A senior minister will continue to work with the woman spear-heading access to medicinal cannabis despite her being investigated by police.
Toni-Marie Matich, co-founder of United in Compassion (UIC), was last year thrust into the public eye through her work with Children's Commissioner Russell Wills, the NZ Drug Foundation and Associate Minister of Health Peter Dunne, to broaden access to medicinal cannabis.
Police confirmed last month they were investigating Matich, who allegedly owes $78,000 to hundreds of ticket-buyers.
Sarah Stevenson, of Wellington, started a Facebook conversation with friends who were all waiting for tickets they had bought from Matich.
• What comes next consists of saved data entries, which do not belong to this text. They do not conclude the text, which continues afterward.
/*!
 * EPUB export.
 *
 * An EPUB is not narrated directly. Every spine document becomes a numbered
 * text file `<stem>-<i>.txt` in the book text format (a `# title` heading,
 * then one paragraph per line) that can be reviewed and edited before the
 * narration run. The cover image, if the EPUB declares one, is saved next to
 * the text files.
 */

use anyhow::{Context, Result};
use epub::doc::EpubDoc;
use log::{debug, info, warn};
use once_cell::sync::Lazy;
use regex::Regex;
use std::path::{Path, PathBuf};

use crate::file_utils::FileManager;

static H1_REGEX: Lazy<Regex> = Lazy::new(|| Regex::new(r"(?is)<h1(?:\s[^>]*)?>(.*?)</h1>").expect("valid h1 regex"));
static P_REGEX: Lazy<Regex> = Lazy::new(|| Regex::new(r"(?is)<p(?:\s[^>]*)?>(.*?)</p>").expect("valid p regex"));
static LINK_REGEX: Lazy<Regex> = Lazy::new(|| Regex::new(r"(?is)<a\s[^>]*href[^>]*>(.*?)</a>").expect("valid link regex"));
static TAG_REGEX: Lazy<Regex> = Lazy::new(|| Regex::new(r"(?s)<[^>]*>").expect("valid tag regex"));
static ENTITY_REGEX: Lazy<Regex> = Lazy::new(|| Regex::new(r"&(#[0-9]+|#[xX][0-9a-fA-F]+|[a-zA-Z]+);").expect("valid entity regex"));
static SPACE_REGEX: Lazy<Regex> = Lazy::new(|| Regex::new(r"[\s©]+").expect("valid whitespace regex"));

/// Text extracted from one spine document
#[derive(Debug, Clone, PartialEq, Eq)]
pub struct ExportedChapter {
    pub title: Option<String>,
    pub paragraphs: Vec<String>,
}

impl ExportedChapter {
    pub fn is_empty(&self) -> bool {
        self.paragraphs.iter().all(|p| p.is_empty())
    }

    /// Render in the book text format
    pub fn to_text(&self) -> String {
        let mut text = String::new();
        if let Some(title) = self.title.as_deref().filter(|t| !t.is_empty()) {
            text.push_str(&format!("# {}\n\n", title));
        }
        for paragraph in &self.paragraphs {
            text.push_str(paragraph);
            text.push('\n');
        }
        text
    }
}

/// Files written by an export
#[derive(Debug, Clone, Default)]
pub struct EpubExport {
    pub chapter_files: Vec<PathBuf>,
    pub cover_path: Option<PathBuf>,
}

/// Pull the `<h1>` title and the `<p>` paragraphs out of an XHTML document.
///
/// Links whose text has no letters (footnote markers) are dropped.
pub fn extract_chapter(html: &str) -> ExportedChapter {
    let without_footnotes = LINK_REGEX.replace_all(html, |caps: &regex::Captures| {
        let inner = strip_tags(&caps[1]);
        if inner.chars().any(char::is_alphabetic) {
            caps[0].to_string()
        } else {
            String::new()
        }
    });

    let title = H1_REGEX
        .captures(&without_footnotes)
        .map(|caps| clean_text(&caps[1]));

    let paragraphs = P_REGEX
        .captures_iter(&without_footnotes)
        .map(|caps| clean_text(&caps[1]))
        .collect();

    ExportedChapter { title, paragraphs }
}

fn strip_tags(html: &str) -> String {
    TAG_REGEX.replace_all(html, "").into_owned()
}

/// Strip markup, decode entities, collapse whitespace and `©`
fn clean_text(html: &str) -> String {
    let text = decode_entities(&strip_tags(html));
    SPACE_REGEX.replace_all(&text, " ").trim().to_string()
}

fn decode_entities(text: &str) -> String {
    ENTITY_REGEX
        .replace_all(text, |caps: &regex::Captures| {
            let entity = &caps[1];
            let decoded = match entity {
                "amp" => Some('&'),
                "lt" => Some('<'),
                "gt" => Some('>'),
                "quot" => Some('"'),
                "apos" => Some('\''),
                "nbsp" => Some(' '),
                "copy" => Some('©'),
                "hellip" => Some('…'),
                "mdash" => Some('—'),
                "ndash" => Some('–'),
                "lsquo" => Some('‘'),
                "rsquo" => Some('’'),
                "ldquo" => Some('“'),
                "rdquo" => Some('”'),
                _ if entity.starts_with("#x") || entity.starts_with("#X") => {
                    u32::from_str_radix(&entity[2..], 16).ok().and_then(char::from_u32)
                }
                _ if entity.starts_with('#') => entity[1..].parse().ok().and_then(char::from_u32),
                _ => None,
            };
            decoded.map(String::from).unwrap_or_else(|| caps[0].to_string())
        })
        .into_owned()
}

fn cover_extension(mime: &str) -> &str {
    match mime.rsplit('/').next().unwrap_or("") {
        "jpeg" | "jpg" => "jpg",
        "png" => "png",
        "gif" => "gif",
        "webp" => "webp",
        "svg+xml" => "svg",
        _ => "img",
    }
}

/// Export an EPUB into numbered chapter text files next to it
pub fn export_epub<P: AsRef<Path>>(epub_path: P) -> Result<EpubExport> {
    let epub_path = epub_path.as_ref();
    let base = FileManager::base_path(epub_path);
    let mut doc = EpubDoc::new(epub_path)
        .with_context(|| format!("Failed to open EPUB at {}", epub_path.display()))?;

    let mut export = EpubExport::default();

    if let Some((data, mime)) = doc.get_cover() {
        let cover_path = FileManager::artifact_path(&base, &format!(".{}", cover_extension(&mime)));
        std::fs::write(&cover_path, &data)
            .with_context(|| format!("Failed to save cover image {}", cover_path.display()))?;
        info!("Cover image saved to {}", cover_path.display());
        export.cover_path = Some(cover_path);
    } else {
        warn!("No cover image found in {}", epub_path.display());
    }

    let mut index = 0usize;
    loop {
        if let Some((content, _mime)) = doc.get_current_str() {
            index += 1;
            let chapter = extract_chapter(&content);
            if chapter.is_empty() {
                debug!("Skipping empty chapter {}", index);
            } else {
                let outfile = FileManager::artifact_path(&base, &format!("-{}.txt", index));
                info!("Exporting {} to {}", epub_path.display(), outfile.display());
                FileManager::write_to_file(&outfile, &chapter.to_text())?;
                export.chapter_files.push(outfile);
            }
        }

        if !doc.go_next() {
            break;
        }
    }

    info!("Exported {} chapters from {}", export.chapter_files.len(), epub_path.display());
    Ok(export)
}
The conversation quickly grew to include 50 people.
Stevenson said she spoke to police in December after getting a friend to send Matich money for Elton John tickets, which she never received.
But Matich says the correct figure owed is $55,000 and she is in the process of re-mortgaging her home to pay people back as soon as possible.
"For many many years without personal gain or issue I was able to purchase and supply friends and family with discounted tickets to events, as well as often free tickets through a point person."
Despite the investigation and rumours surrounding Matich, Dunne, who is responsible for signing off on medicinal cannabis applications, said he is happy to continue to work with her on better access to the drug.
Matich said it was an old school friend who provided the tickets who one day "fell off the face of the earth".
"This however came to a head and at a time when I could have made better decisions as to how to best manage the situation, I did not, and the flow on effect of that has been immense," she said.
Both Matich and trustees of UIC confirmed none of the proceeds from ticket sales went into the trust's bank accounts.
Matich, a mother of five, first started advocating for medicinal cannabis when she became aware of its benefits for her daughter who suffers from intractable epilepsy - a seizure disorder that can't be controlled with conventional medicines.
Children's Commissioner Russell Wills is Matich's daughter's paediatrician and has supported Matich in her campaign for medicinal cannabis.
Wills said Matich had done a great job of raising awareness of medicinal cannabis and politicians and officials understood the benefits of it, "we just need to allow that process to take its course".
"There's no reason for Toni's situation to affect that," he said.
Matich said due to being hospitalised for "sensitive and personal reasons that I do not wish to disclose" affected ticket buyers were left with "little understanding of the situation".
"This has resulted in angry, frustrated and hurt people and I am extremely empathetic to all genuinely affected."
"From day one of knowing there was a supply issue I have always focussed on reimbursement and still am."
Matich said the situation has become so inflamed it has felt like a "witch-hunt".
"I wish to remain focussed on the truth of the issue and reimbursing those genuinely owed, this is being currently worked on as fast as possible considering the circumstances."
Matich says the events have "emotionally and mentally" affected her five children and she believes she was targeted because of her "positive work on the medicinal cannabis issue and due to political reasons".
"I am disappointed at my role as CEO of UIC being dragged into this. Never at anytime were ticket funds misappropriated to the charity," she said.